Bitcoin below $71,000, ETH, SOL and XRP fall as Iran ceasefire frays within 48 hours of signing

Bitcoin traded at $70,981 on Thursday, down 0.5% over 24 hours but still up 6.1% over the week, as the two-week ceasefire between the United States and Iran that sparked Tuesday’s broad rally began to show cracks less than 48 hours after it was announced.

Iranian Parliament Speaker Mohammad Bagher Ghalibaf said three clauses of the ceasefire proposal had been violated, without specifying which ones. Israeli attacks continued in Lebanon.

And the Strait of Hormuz, the critical shipping lane whose reopening was supposed to be the centerpiece of the deal, remains effectively closed with minimal tanker traffic passing through it despite Iran’s pledge to allow “coordinated” transit.

Brent crude rebounded 2% to around $97 after slumping more than 10% on Wednesday, its worst single-day fall in six years. This reversal reflects how quickly the market moved from a policy of peace to one of uncertainty about whether the ceasefire would hold through the weekend, let alone the full two weeks.

Ether fell 2.6% to $2,180 after leading the ceasefire rally with a 5.2% weekly gain. Solana SOL fell 3.1% to $81.96, XRP lost 3% to $1.33, and dogecoin slipped 3.4% to $0.091. BNB remained relatively stable at $600, down 2.2%.

The MSCI Asia-Pacific index fell 0.9%, with two stocks down for every stock up, after seeing the biggest rise in a year following Wednesday’s ceasefire euphoria. The S&P 500 and European futures indicated a 0.2% decline, signaling that the four-day winning streak for global stocks was about to end. Treasuries held steady after reversing an earlier rally on concerns that rising oil prices would feed through to inflation.

Meanwhile, the Federal Reserve continues to highlight the risks of rising inflation alongside easing labor conditions, keeping the narrative of higher rates intact for longer. Wage growth in Japan has reached multi-decade highs, reinforcing expectations of further rate hikes.

The combination amounts to what one analyst described as “uncoordinated tightening” in major economies, adding to geopolitical uncertainty that prevents any stable anchoring of rate expectations.

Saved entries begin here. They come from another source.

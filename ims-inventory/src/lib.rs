//! IMS-Inventory: the Inventory Calculator (§4.5).
//!
//! Re-evaluates `InventoryAvailability` whenever a position or contract change is observed:
//! selects the active rule set for the security's `(market, calculation_type)` from the Rule
//! Engine (cached and invalidated on rule publish, §4.5), evaluates each candidate rule's
//! criteria and conditions in priority order, and composes the first match's actions into a new
//! availability record.

pub mod cache;
pub mod calculator;
pub mod error;
pub mod key;
pub mod model;

pub use cache::RuleSetCache;
pub use calculator::{CalculationInput, InventoryCalculator};
pub use error::InventoryError;
pub use key::InventoryKey;
pub use model::{InventoryAvailability, InventoryStatus, Temperature};
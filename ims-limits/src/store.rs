use crate::{counter::LimitCounter, key::LimitKey};
use async_trait::async_trait;
use parking_lot::Mutex;
use std::collections::HashMap;

/// Separates the Limit Service's compare-and-swap contract from its backing store (§6:
/// "a key-value store for Limit Service counters (CAS-capable)"), the same way
/// [`ims_position::SnapshotStore`] separates checkpoint persistence from its backing object
/// store — grounded on the teacher's `ExecutionClient` interface/impl split.
#[async_trait]
pub trait LimitCounterStore: Send + Sync {
    async fn load(&self, key: &LimitKey) -> LimitCounter;

    /// Installs `updated` only if the stored counter's version still equals `expected_version`.
    /// Returns `true` on success, `false` on a lost race (the caller retries with a fresh read).
    async fn compare_and_swap(&self, key: LimitKey, expected_version: u64, updated: LimitCounter) -> bool;
}

/// Default in-memory [`LimitCounterStore`].
#[derive(Debug, Default)]
pub struct InMemoryLimitCounterStore {
    counters: Mutex<HashMap<LimitKey, LimitCounter>>,
}

impl InMemoryLimitCounterStore {
    pub fn new() -> Self {
        Self::default()
    }
}

#[async_trait]
impl LimitCounterStore for InMemoryLimitCounterStore {
    async fn load(&self, key: &LimitKey) -> LimitCounter {
        self.counters.lock().get(key).copied().unwrap_or_else(LimitCounter::flat)
    }

    async fn compare_and_swap(&self, key: LimitKey, expected_version: u64, updated: LimitCounter) -> bool {
        let mut counters = self.counters.lock();
        let current = counters.entry(key).or_insert_with(LimitCounter::flat);
        if current.version != expected_version {
            return false;
        }
        *current = updated;
        true
    }
}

For Bitcoin in particular, the move from $67,000 to $72,700 during the ceasefire and subsequent holding above $70,000 despite Thursday’s swing constitutes the most constructive price action since the war began six weeks ago.

The $65,000 to $73,000 range that has contained every move since late February is still intact, but Bitcoin is now testing the upper half rather than moving lower.